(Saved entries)
*** Block opens ***

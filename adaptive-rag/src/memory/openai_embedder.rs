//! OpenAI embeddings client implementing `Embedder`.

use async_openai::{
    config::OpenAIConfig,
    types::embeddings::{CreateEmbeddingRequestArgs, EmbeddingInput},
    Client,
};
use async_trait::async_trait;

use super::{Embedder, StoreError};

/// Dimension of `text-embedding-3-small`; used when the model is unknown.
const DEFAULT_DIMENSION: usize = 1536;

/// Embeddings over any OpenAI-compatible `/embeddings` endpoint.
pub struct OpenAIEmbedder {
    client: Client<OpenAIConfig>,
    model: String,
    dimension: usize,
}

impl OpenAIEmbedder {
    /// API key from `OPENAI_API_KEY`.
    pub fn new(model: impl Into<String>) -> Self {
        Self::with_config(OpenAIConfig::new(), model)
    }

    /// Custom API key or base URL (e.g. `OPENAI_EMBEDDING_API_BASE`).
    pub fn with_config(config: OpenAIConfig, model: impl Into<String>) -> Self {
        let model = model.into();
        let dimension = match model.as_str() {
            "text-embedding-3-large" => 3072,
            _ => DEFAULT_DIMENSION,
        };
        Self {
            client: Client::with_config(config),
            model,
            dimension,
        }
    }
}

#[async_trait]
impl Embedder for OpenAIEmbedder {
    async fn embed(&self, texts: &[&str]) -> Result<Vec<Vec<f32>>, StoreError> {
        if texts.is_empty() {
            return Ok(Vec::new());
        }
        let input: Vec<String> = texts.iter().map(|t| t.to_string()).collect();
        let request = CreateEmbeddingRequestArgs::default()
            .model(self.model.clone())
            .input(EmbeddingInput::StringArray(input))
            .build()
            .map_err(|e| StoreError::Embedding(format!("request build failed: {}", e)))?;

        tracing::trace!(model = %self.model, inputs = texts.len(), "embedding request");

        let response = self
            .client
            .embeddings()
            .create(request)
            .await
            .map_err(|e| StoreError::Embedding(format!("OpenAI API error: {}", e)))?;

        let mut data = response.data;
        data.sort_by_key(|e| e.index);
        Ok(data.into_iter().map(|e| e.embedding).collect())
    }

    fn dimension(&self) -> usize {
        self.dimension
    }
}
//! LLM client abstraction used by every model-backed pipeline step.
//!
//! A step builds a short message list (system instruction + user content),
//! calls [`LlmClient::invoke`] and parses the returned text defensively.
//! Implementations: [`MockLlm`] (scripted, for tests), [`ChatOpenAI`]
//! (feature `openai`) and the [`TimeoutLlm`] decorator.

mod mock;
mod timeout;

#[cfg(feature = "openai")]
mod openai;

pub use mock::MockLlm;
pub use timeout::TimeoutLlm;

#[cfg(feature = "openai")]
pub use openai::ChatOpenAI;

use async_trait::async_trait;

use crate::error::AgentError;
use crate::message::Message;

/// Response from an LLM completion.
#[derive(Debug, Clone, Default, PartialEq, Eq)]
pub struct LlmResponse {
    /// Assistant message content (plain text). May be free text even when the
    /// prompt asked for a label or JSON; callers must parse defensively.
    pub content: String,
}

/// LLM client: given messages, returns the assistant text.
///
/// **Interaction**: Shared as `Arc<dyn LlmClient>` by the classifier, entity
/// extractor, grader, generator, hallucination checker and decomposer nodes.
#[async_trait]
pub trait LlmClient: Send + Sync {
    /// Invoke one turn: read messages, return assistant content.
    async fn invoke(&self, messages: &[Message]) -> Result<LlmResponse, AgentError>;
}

*** Block closes ***
*** Block opens ***

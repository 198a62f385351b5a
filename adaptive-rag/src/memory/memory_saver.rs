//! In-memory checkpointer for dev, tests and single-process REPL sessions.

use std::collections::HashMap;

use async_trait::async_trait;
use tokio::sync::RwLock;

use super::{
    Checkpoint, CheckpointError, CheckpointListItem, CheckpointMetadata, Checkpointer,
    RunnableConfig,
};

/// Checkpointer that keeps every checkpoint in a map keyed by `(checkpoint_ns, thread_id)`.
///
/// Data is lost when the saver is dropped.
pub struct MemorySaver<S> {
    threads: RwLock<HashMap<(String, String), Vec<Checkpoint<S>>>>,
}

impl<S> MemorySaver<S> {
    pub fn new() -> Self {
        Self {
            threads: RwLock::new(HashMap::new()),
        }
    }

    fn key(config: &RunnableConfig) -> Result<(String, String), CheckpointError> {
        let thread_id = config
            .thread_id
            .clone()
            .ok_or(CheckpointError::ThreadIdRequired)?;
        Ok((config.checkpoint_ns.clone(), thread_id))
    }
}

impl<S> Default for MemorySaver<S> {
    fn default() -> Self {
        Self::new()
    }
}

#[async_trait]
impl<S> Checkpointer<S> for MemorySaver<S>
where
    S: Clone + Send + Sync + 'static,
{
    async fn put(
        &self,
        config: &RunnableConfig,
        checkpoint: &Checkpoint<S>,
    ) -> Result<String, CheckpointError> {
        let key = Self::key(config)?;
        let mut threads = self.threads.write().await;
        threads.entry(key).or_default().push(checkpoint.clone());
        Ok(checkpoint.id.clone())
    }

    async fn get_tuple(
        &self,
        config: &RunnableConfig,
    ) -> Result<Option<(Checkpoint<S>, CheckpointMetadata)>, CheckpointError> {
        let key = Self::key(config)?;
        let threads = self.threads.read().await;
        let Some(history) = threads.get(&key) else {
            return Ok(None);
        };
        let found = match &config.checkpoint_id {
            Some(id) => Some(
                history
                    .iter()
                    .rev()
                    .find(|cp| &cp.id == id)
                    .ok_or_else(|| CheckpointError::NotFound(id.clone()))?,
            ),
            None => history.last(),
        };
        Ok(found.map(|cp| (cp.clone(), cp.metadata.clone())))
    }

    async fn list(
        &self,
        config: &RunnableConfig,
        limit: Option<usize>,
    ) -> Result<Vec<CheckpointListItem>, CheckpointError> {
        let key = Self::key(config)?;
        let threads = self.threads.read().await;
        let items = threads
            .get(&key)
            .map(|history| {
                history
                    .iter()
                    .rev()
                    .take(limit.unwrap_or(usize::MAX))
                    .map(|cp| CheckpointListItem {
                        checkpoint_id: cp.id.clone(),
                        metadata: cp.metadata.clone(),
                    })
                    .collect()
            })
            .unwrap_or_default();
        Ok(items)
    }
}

*** Block closes ***

### EXERCISE GOAL
Make a list of all lines in the data that contain "filename".

### SOLUTION FOR THIS PROBLEM
filename adaptive-rag/src/memory/openai_embedder.rs
filename adaptive-rag/src/memory/memory_saver.rs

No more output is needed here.